Shepherd Bliss: A Dog’s Way Home

A Dog's Way HomeA dog named Bella, played by a real canine and not computer-generated, is the main character in the film “A Dog’s Way Home”,  which is now available on DVDs. The maker of this new 2019 film also made the popular, award-winning film “A Dog’s Purpose”. Both are exciting and informative family adventures, with rave reviews.

Bella–Spanish for “beautiful”–was raised by cats, whom she later helps feed and protect. They make a loving family, embodying playfulness as well as presence, restraint, and wisdom. Emotional scenes occur between Bella and her humans, cats, and other friends. The film reveals how dogs might think.

Bella is on a quest to “Go Home!,” she keeps reminding us as she goes on a 400-mile adventure into the wilderness.  On her epic journey, Bella meets “Big Kitty,” whose mother was killed by a hunter. We later learn that “Big Kitty” is a cougar. Bella becomes her “Mother Cat” and adopts her.

The film has touching scenes of human-dog contact, including playing together and the messes that dogs can make. It evokes both laughter and sadness. Bella experiences both kind and unkind people, including dogcatchers. Her protection from a mean dogcatcher includes military veterans who work at a veteran’s hospital. They back down the dogcatcher who has been trying to capture and eliminate her. She is a vital “service dog” by nature, which helps people deal with Post-Traumatic Stress. “Bella helps me with the Post-Traumatic Stress that I suffer from,” explains one of her military allies.
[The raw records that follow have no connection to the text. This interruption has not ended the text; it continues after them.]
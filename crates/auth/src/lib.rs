//! `trackline-auth` — credential module.
//!
//! Password hashing/verification and JWT issuance/decoding. Intentionally
//! decoupled from HTTP and storage: callers hand in strings and get back
//! strings or claims.

pub mod password;
pub mod token;

pub use password::{hash_password, verify_password, PasswordHashError};
pub use token::{Claims, TokenError, TokenSigner};
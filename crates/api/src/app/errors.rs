use axum::http::StatusCode;
use axum::response::IntoResponse;
use serde_json::json;

use trackline_core::Error;

/// Translate a domain error into the wire shape `{"detail": "..."}`.
pub fn error_response(err: Error) -> axum::response::Response {
    let (status, detail) = match err {
        Error::UserNotFound => (StatusCode::NOT_FOUND, "User not found"),
        Error::WrongPassword => (StatusCode::BAD_REQUEST, "Wrong password"),
        Error::UserExists => (StatusCode::BAD_REQUEST, "User already exist"),
        Error::UserNotAdmin => (StatusCode::BAD_REQUEST, "User has no admin privileges"),
        Error::InvalidToken => (StatusCode::FORBIDDEN, "Could not validate credentials"),
        Error::ProjectNotFound => (StatusCode::NOT_FOUND, "Project not found"),
        Error::IssueNotFound => (StatusCode::NOT_FOUND, "Issue not found"),
        Error::ProjectRequired => (StatusCode::NOT_FOUND, "Project is required"),
        Error::PermissionDenied => (StatusCode::BAD_REQUEST, "Not enough permissions"),
        Error::Storage(msg) => {
            tracing::error!("storage failure: {msg}");
            (StatusCode::INTERNAL_SERVER_ERROR, "Internal server error")
        }
    };

    json_detail(status, detail)
}

pub fn json_detail(status: StatusCode, detail: &str) -> axum::response::Response {
    (status, axum::Json(json!({ "detail": detail }))).into_response()
}
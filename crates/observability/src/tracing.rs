//! Tracing/logging initialization.

use tracing_subscriber::EnvFilter;

/// Initialize tracing for the process. Filtering comes from RUST_LOG and
/// defaults to `info`. Set TRACKLINE_LOG_JSON=1 for structured output.
///
/// Safe to call multiple times (subsequent calls are no-ops).
pub fn init() {
    let filter = EnvFilter::try_from_default_env().unwrap_or_else(|_| EnvFilter::new("info"));

    let builder = tracing_subscriber::fmt()
        .with_env_filter(filter)
        .with_timer(tracing_subscriber::fmt::time::SystemTime)
        .with_target(false);

    let json = std::env::var("TRACKLINE_LOG_JSON").is_ok_and(|v| v == "1");
    if json {
        let _ = builder.json().try_init();
    } else {
        let _ = builder.try_init();
    }
}
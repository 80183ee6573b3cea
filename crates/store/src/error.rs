use thiserror::Error;

use trackline_core::Error;

/// Storage-layer failure.
#[derive(Debug, Error)]
pub enum StoreError {
    /// The targeted row is missing or soft-deleted. Services translate this
    /// into the entity's domain `NotFound`.
    #[error("row not found")]
    RowNotFound,

    #[error(transparent)]
    Database(#[from] sqlx::Error),
}

impl From<StoreError> for Error {
    fn from(err: StoreError) -> Self {
        Error::Storage(err.to_string())
    }
}
//! HTTP API: server, routing, and request/response mapping.

pub mod app;
pub mod config;
pub mod context;
pub mod middleware;
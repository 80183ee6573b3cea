use std::sync::Arc;

use reqwest::StatusCode;
use serde_json::json;

use trackline_api::app::{build_app, AppContext};
use trackline_auth::TokenSigner;
use trackline_notify::NoopNotifier;
use trackline_service::{IssueService, ProjectService, UserService};
use trackline_store::MemoryStore;

struct TestServer {
    base_url: String,
    handle: tokio::task::JoinHandle<()>,
}

impl TestServer {
    async fn spawn() -> Self {
        // Same router as prod, wired over the in-memory store and bound to
        // an ephemeral port.
        let store = Arc::new(MemoryStore::new());
        let tokens = Arc::new(TokenSigner::new("test-secret", 30));

        let ctx = AppContext {
            users: Arc::new(UserService::new(store.clone(), tokens)),
            projects: Arc::new(ProjectService::new(store.clone(), store.clone())),
            issues: Arc::new(IssueService::new(
                store.clone(),
                store.clone(),
                store.clone(),
                Arc::new(NoopNotifier),
            )),
        };

        let app = build_app(ctx);
        let listener = tokio::net::TcpListener::bind("127.0.0.1:0")
            .await
            .expect("failed to bind ephemeral port");
        let addr = listener.local_addr().unwrap();
        let base_url = format!("http://{}", addr);

        let handle = tokio::spawn(async move {
            axum::serve(listener, app).await.unwrap();
        });

        Self { base_url, handle }
    }
}

impl Drop for TestServer {
    fn drop(&mut self) {
        self.handle.abort();
    }
}

async fn register(
    client: &reqwest::Client,
    base_url: &str,
    email: &str,
    is_admin: bool,
) -> serde_json::Value {
    let res = client
        .post(format!("{}/api/user/register", base_url))
        .json(&json!({ "email": email, "password": "p", "is_admin": is_admin }))
        .send()
        .await
        .unwrap();
    assert_eq!(res.status(), StatusCode::OK);
    res.json().await.unwrap()
}

async fn login(client: &reqwest::Client, base_url: &str, email: &str) -> String {
    let res = client
        .post(format!("{}/api/auth/login/token", base_url))
        .json(&json!({ "email": email, "password": "p" }))
        .send()
        .await
        .unwrap();
    assert_eq!(res.status(), StatusCode::OK);
    let body: serde_json::Value = res.json().await.unwrap();
    assert_eq!(body["token_type"], "bearer");
    body["access_token"].as_str().unwrap().to_string()
}

async fn register_and_login(
    client: &reqwest::Client,
    base_url: &str,
    email: &str,
    is_admin: bool,
) -> String {
    register(client, base_url, email, is_admin).await;
    login(client, base_url, email).await
}

async fn detail(res: reqwest::Response) -> String {
    let body: serde_json::Value = res.json().await.unwrap();
    body["detail"].as_str().unwrap().to_string()
}

#[tokio::test]
async fn health_is_public() {
    let srv = TestServer::spawn().await;
    let client = reqwest::Client::new();

    let res = client
        .get(format!("{}/health", srv.base_url))
        .send()
        .await
        .unwrap();
    assert_eq!(res.status(), StatusCode::OK);
}

#[tokio::test]
async fn protected_routes_reject_missing_or_bad_tokens() {
    let srv = TestServer::spawn().await;
    let client = reqwest::Client::new();

    let res = client
        .get(format!("{}/api/user/me", srv.base_url))
        .send()
        .await
        .unwrap();
    assert_eq!(res.status(), StatusCode::FORBIDDEN);
    assert_eq!(detail(res).await, "Could not validate credentials");

    let res = client
        .get(format!("{}/api/user/me", srv.base_url))
        .bearer_auth("not.a.jwt")
        .send()
        .await
        .unwrap();
    assert_eq!(res.status(), StatusCode::FORBIDDEN);
    assert_eq!(detail(res).await, "Could not validate credentials");
}

#[tokio::test]
async fn register_login_me_round_trip() {
    let srv = TestServer::spawn().await;
    let client = reqwest::Client::new();

    let created = register(&client, &srv.base_url, "a@a.com", false).await;
    assert_eq!(created["email"], "a@a.com");
    assert_eq!(created["is_admin"], false);
    // The hash never appears in responses.
    assert!(created.get("password").is_none());
    assert!(created.get("password_hash").is_none());

    let token = login(&client, &srv.base_url, "a@a.com").await;

    let res = client
        .get(format!("{}/api/user/me", srv.base_url))
        .bearer_auth(&token)
        .send()
        .await
        .unwrap();
    assert_eq!(res.status(), StatusCode::OK);
    let me: serde_json::Value = res.json().await.unwrap();
    assert_eq!(me["email"], "a@a.com");

    let res = client
        .post(format!("{}/api/auth/login/test-token", srv.base_url))
        .bearer_auth(&token)
        .send()
        .await
        .unwrap();
    assert_eq!(res.status(), StatusCode::OK);

    // Wrong password and unknown user.
    let res = client
        .post(format!("{}/api/auth/login/token", srv.base_url))
        .json(&json!({ "email": "a@a.com", "password": "nope" }))
        .send()
        .await
        .unwrap();
    assert_eq!(res.status(), StatusCode::BAD_REQUEST);
    assert_eq!(detail(res).await, "Wrong password");

    let res = client
        .post(format!("{}/api/auth/login/token", srv.base_url))
        .json(&json!({ "email": "ghost@a.com", "password": "p" }))
        .send()
        .await
        .unwrap();
    assert_eq!(res.status(), StatusCode::NOT_FOUND);
    assert_eq!(detail(res).await, "User not found");

    // Duplicate registration.
    let res = client
        .post(format!("{}/api/user/register", srv.base_url))
        .json(&json!({ "email": "a@a.com", "password": "q" }))
        .send()
        .await
        .unwrap();
    assert_eq!(res.status(), StatusCode::BAD_REQUEST);
    assert_eq!(detail(res).await, "User already exist");
}

#[tokio::test]
async fn user_listing_requires_admin() {
    let srv = TestServer::spawn().await;
    let client = reqwest::Client::new();

    let user_token = register_and_login(&client, &srv.base_url, "a@a.com", false).await;
    let admin_token = register_and_login(&client, &srv.base_url, "admin@a.com", true).await;

    let res = client
        .get(format!("{}/api/user", srv.base_url))
        .bearer_auth(&user_token)
        .send()
        .await
        .unwrap();
    assert_eq!(res.status(), StatusCode::BAD_REQUEST);
    assert_eq!(detail(res).await, "User has no admin privileges");

    let res = client
        .get(format!("{}/api/user", srv.base_url))
        .bearer_auth(&admin_token)
        .send()
        .await
        .unwrap();
    assert_eq!(res.status(), StatusCode::OK);
    let users: serde_json::Value = res.json().await.unwrap();
    assert_eq!(users.as_array().unwrap().len(), 2);
}

#[tokio::test]
async fn negative_pagination_yields_empty_page_not_error() {
    let srv = TestServer::spawn().await;
    let client = reqwest::Client::new();

    let token = register_and_login(&client, &srv.base_url, "o@o.com", false).await;

    let res = client
        .post(format!("{}/api/project", srv.base_url))
        .bearer_auth(&token)
        .json(&json!({ "title": "Foo" }))
        .send()
        .await
        .unwrap();
    assert_eq!(res.status(), StatusCode::OK);

    let res = client
        .get(format!("{}/api/project?skip=-1&limit=-10", srv.base_url))
        .bearer_auth(&token)
        .send()
        .await
        .unwrap();
    assert_eq!(res.status(), StatusCode::OK);
    let projects: serde_json::Value = res.json().await.unwrap();
    assert!(projects.as_array().unwrap().is_empty());
}

#[tokio::test]
async fn project_lifecycle_and_permissions() {
    let srv = TestServer::spawn().await;
    let client = reqwest::Client::new();

    let owner_token = register_and_login(&client, &srv.base_url, "o@o.com", false).await;
    let outsider_token = register_and_login(&client, &srv.base_url, "x@x.com", false).await;
    let admin_token = register_and_login(&client, &srv.base_url, "admin@a.com", true).await;

    // Admin may not create projects.
    let res = client
        .post(format!("{}/api/project", srv.base_url))
        .bearer_auth(&admin_token)
        .json(&json!({ "title": "Nope" }))
        .send()
        .await
        .unwrap();
    assert_eq!(res.status(), StatusCode::BAD_REQUEST);
    assert_eq!(detail(res).await, "Not enough permissions");

    let res = client
        .post(format!("{}/api/project", srv.base_url))
        .bearer_auth(&owner_token)
        .json(&json!({ "title": "Foo" }))
        .send()
        .await
        .unwrap();
    assert_eq!(res.status(), StatusCode::OK);
    let project: serde_json::Value = res.json().await.unwrap();
    let project_id = project["id"].as_i64().unwrap();
    assert_eq!(project["title"], "Foo");

    // Outsider cannot read someone else's project.
    let res = client
        .get(format!("{}/api/project/{}", srv.base_url, project_id))
        .bearer_auth(&outsider_token)
        .send()
        .await
        .unwrap();
    assert_eq!(res.status(), StatusCode::BAD_REQUEST);
    assert_eq!(detail(res).await, "Not enough permissions");

    // Assigning a nonexistent user fails and changes nothing.
    let res = client
        .put(format!("{}/api/project/{}", srv.base_url, project_id))
        .bearer_auth(&owner_token)
        .json(&json!({ "assigned_id": 9999 }))
        .send()
        .await
        .unwrap();
    assert_eq!(res.status(), StatusCode::NOT_FOUND);
    assert_eq!(detail(res).await, "User not found");

    // Partial update keeps the assignment absent and renames.
    let res = client
        .put(format!("{}/api/project/{}", srv.base_url, project_id))
        .bearer_auth(&owner_token)
        .json(&json!({ "title": "Bar" }))
        .send()
        .await
        .unwrap();
    assert_eq!(res.status(), StatusCode::OK);
    let updated: serde_json::Value = res.json().await.unwrap();
    assert_eq!(updated["title"], "Bar");
    assert!(updated["assigned_id"].is_null());

    // Admin may read and update, but not delete.
    let res = client
        .get(format!("{}/api/project/{}", srv.base_url, project_id))
        .bearer_auth(&admin_token)
        .send()
        .await
        .unwrap();
    assert_eq!(res.status(), StatusCode::OK);

    let res = client
        .delete(format!("{}/api/project/{}", srv.base_url, project_id))
        .bearer_auth(&admin_token)
        .send()
        .await
        .unwrap();
    assert_eq!(res.status(), StatusCode::BAD_REQUEST);
    assert_eq!(detail(res).await, "Not enough permissions");

    // Owner deletes; the project then reads as gone and drops out of lists.
    let res = client
        .delete(format!("{}/api/project/{}", srv.base_url, project_id))
        .bearer_auth(&owner_token)
        .send()
        .await
        .unwrap();
    assert_eq!(res.status(), StatusCode::OK);

    let res = client
        .get(format!("{}/api/project/{}", srv.base_url, project_id))
        .bearer_auth(&owner_token)
        .send()
        .await
        .unwrap();
    assert_eq!(res.status(), StatusCode::NOT_FOUND);
    assert_eq!(detail(res).await, "Project not found");

    let res = client
        .get(format!("{}/api/project", srv.base_url))
        .bearer_auth(&owner_token)
        .send()
        .await
        .unwrap();
    assert_eq!(res.status(), StatusCode::OK);
    let projects: serde_json::Value = res.json().await.unwrap();
    assert!(projects.as_array().unwrap().is_empty());
}

#[tokio::test]
async fn issue_lifecycle_and_permissions() {
    let srv = TestServer::spawn().await;
    let client = reqwest::Client::new();

    let owner_token = register_and_login(&client, &srv.base_url, "o@o.com", false).await;
    let assignee = register(&client, &srv.base_url, "a@a.com", false).await;
    let assignee_token = login(&client, &srv.base_url, "a@a.com").await;

    let res = client
        .post(format!("{}/api/project", srv.base_url))
        .bearer_auth(&owner_token)
        .json(&json!({ "title": "Foo", "assigned_id": assignee["id"] }))
        .send()
        .await
        .unwrap();
    assert_eq!(res.status(), StatusCode::OK);
    let project: serde_json::Value = res.json().await.unwrap();
    let project_id = project["id"].as_i64().unwrap();

    // project_id is mandatory and must reference a live project.
    let res = client
        .post(format!("{}/api/issue", srv.base_url))
        .bearer_auth(&owner_token)
        .json(&json!({ "title": "i", "type": "bug", "status": "New" }))
        .send()
        .await
        .unwrap();
    assert_eq!(res.status(), StatusCode::NOT_FOUND);
    assert_eq!(detail(res).await, "Project is required");

    let res = client
        .post(format!("{}/api/issue", srv.base_url))
        .bearer_auth(&owner_token)
        .json(&json!({ "title": "i", "type": "bug", "status": "New", "project_id": 9999 }))
        .send()
        .await
        .unwrap();
    assert_eq!(res.status(), StatusCode::NOT_FOUND);
    assert_eq!(detail(res).await, "Project not found");

    let res = client
        .post(format!("{}/api/issue", srv.base_url))
        .bearer_auth(&owner_token)
        .json(&json!({ "title": "i", "type": "bug", "status": "New", "project_id": project_id }))
        .send()
        .await
        .unwrap();
    assert_eq!(res.status(), StatusCode::OK);
    let issue: serde_json::Value = res.json().await.unwrap();
    let issue_id = issue["id"].as_i64().unwrap();
    assert_eq!(issue["type"], "bug");

    // Assignee reads the project's issues but cannot mutate them.
    let res = client
        .get(format!("{}/api/issue/project/{}", srv.base_url, project_id))
        .bearer_auth(&assignee_token)
        .send()
        .await
        .unwrap();
    assert_eq!(res.status(), StatusCode::OK);
    let issues: serde_json::Value = res.json().await.unwrap();
    assert_eq!(issues.as_array().unwrap().len(), 1);

    let res = client
        .put(format!("{}/api/issue/{}", srv.base_url, issue_id))
        .bearer_auth(&assignee_token)
        .json(&json!({ "status": "Done" }))
        .send()
        .await
        .unwrap();
    assert_eq!(res.status(), StatusCode::BAD_REQUEST);
    assert_eq!(detail(res).await, "Not enough permissions");

    // Owner moves the status.
    let res = client
        .put(format!("{}/api/issue/{}", srv.base_url, issue_id))
        .bearer_auth(&owner_token)
        .json(&json!({ "status": "Done" }))
        .send()
        .await
        .unwrap();
    assert_eq!(res.status(), StatusCode::OK);
    let updated: serde_json::Value = res.json().await.unwrap();
    assert_eq!(updated["status"], "Done");
    assert_eq!(updated["title"], "i");

    // Owner deletes; the issue then reads as gone.
    let res = client
        .delete(format!("{}/api/issue/{}", srv.base_url, issue_id))
        .bearer_auth(&owner_token)
        .send()
        .await
        .unwrap();
    assert_eq!(res.status(), StatusCode::OK);

    let res = client
        .get(format!("{}/api/issue/{}", srv.base_url, issue_id))
        .bearer_auth(&owner_token)
        .send()
        .await
        .unwrap();
    assert_eq!(res.status(), StatusCode::NOT_FOUND);
    assert_eq!(detail(res).await, "Issue not found");
}
//! Lifecycle events emitted during an acquisition.
//!
//! The notifier is a fire-and-forget sink consumed by UI layers; the
//! orchestrator never blocks on it or observes its outcome.

use std::path::PathBuf;

use tracing::{info, warn};

/// Lifecycle event for one acquisition.
#[derive(Debug, Clone, PartialEq)]
pub enum AcquireEvent {
    /// Transfer is about to begin.
    Started {
        /// The source URL being fetched.
        url: String,
        /// The destination filename.
        file_name: String,
    },
    /// Coarse transfer progress, fraction in 0.0..=1.0.
    Progress { fraction: f64 },
    /// Shared storage was wanted but unavailable; files land in app storage.
    UsingPrivateStorage,
    /// The file was acquired and verified.
    Succeeded { path: PathBuf },
    /// The acquisition failed; `message` is short and non-technical.
    Failed { message: String },
    /// The user declined to overwrite an existing file. Not an error.
    Cancelled,
    /// The download succeeded but no compatible viewer could open it.
    HandOffUnavailable { path: PathBuf },
}

/// Fire-and-forget sink for [`AcquireEvent`]s.
pub trait Notifier: Send + Sync {
    fn notify(&self, event: &AcquireEvent);
}

/// Notifier that drops every event.
#[derive(Debug, Default, Clone, Copy)]
pub struct NullNotifier;

impl Notifier for NullNotifier {
    fn notify(&self, _event: &AcquireEvent) {}
}

/// Notifier that forwards events to the tracing subscriber.
///
/// Cancellation is deliberately logged at info, not as an error.
#[derive(Debug, Default, Clone, Copy)]
pub struct TracingNotifier;

impl Notifier for TracingNotifier {
    fn notify(&self, event: &AcquireEvent) {
        match event {
            AcquireEvent::Started { url, file_name } => {
                info!(%url, %file_name, "download started");
            }
            AcquireEvent::Progress { fraction } => {
                info!(percent = (fraction * 100.0).round(), "download progress");
            }
            AcquireEvent::UsingPrivateStorage => {
                info!("storage permission unavailable, saving to app storage");
            }
            AcquireEvent::Succeeded { path } => {
                info!(path = %path.display(), "download complete");
            }
            AcquireEvent::Failed { message } => {
                warn!(%message, "download failed");
            }
            AcquireEvent::Cancelled => {
                info!("download cancelled");
            }
            AcquireEvent::HandOffUnavailable { path } => {
                warn!(path = %path.display(), "file saved but no viewer app found");
            }
        }
    }
}
//! Whole-file HTTP transfer of remote documents to local paths.
//!
//! Single-attempt streaming downloads with coarse progress reporting and
//! cleanup of partial output on failure. Retry policy, resumption, and
//! explicit deadlines are deliberately not provided here; timeout semantics
//! belong to the underlying transport.

mod client;
mod error;

pub use client::{CONNECT_TIMEOUT_SECS, READ_TIMEOUT_SECS, TransferClient, TransferOutcome};
pub use error::TransferError;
An alive dog, a loving human, and nature are the stars of this film. Bella seems to be guided by a higher power, to which she can help us connect. Was it dogs who trained humans to meet their needs, or humans who trained dogs to meet our needs? Dogs — as well as cats, horses, and other animals — can bring so much love into a family.

In my veterans group, we do not consider our issues to be “disorders,” which are hard to recover from. “Moral injury” is a better term to describe them, which indicates a problem that is not terminal. Healing is possible.

My dog Daisie is about the same size as Bella and helps me with  Post-Traumatic Stress, even after these many decades. I took Daisie to the Santa Rosa Veteran’s Center to train her, as well as myself on how to care for her. Like Bella, she seems driven by love and loyalty. I am the “odd man out” in my family of origin; I find my deepest companionship with dogs, redwoods, oaks, berries, and other wild things on the Kokopelli Farm where I have lived for nearly 30 years.

Fortunately, according to the film, “Dogs have faith in us.” Lucky us!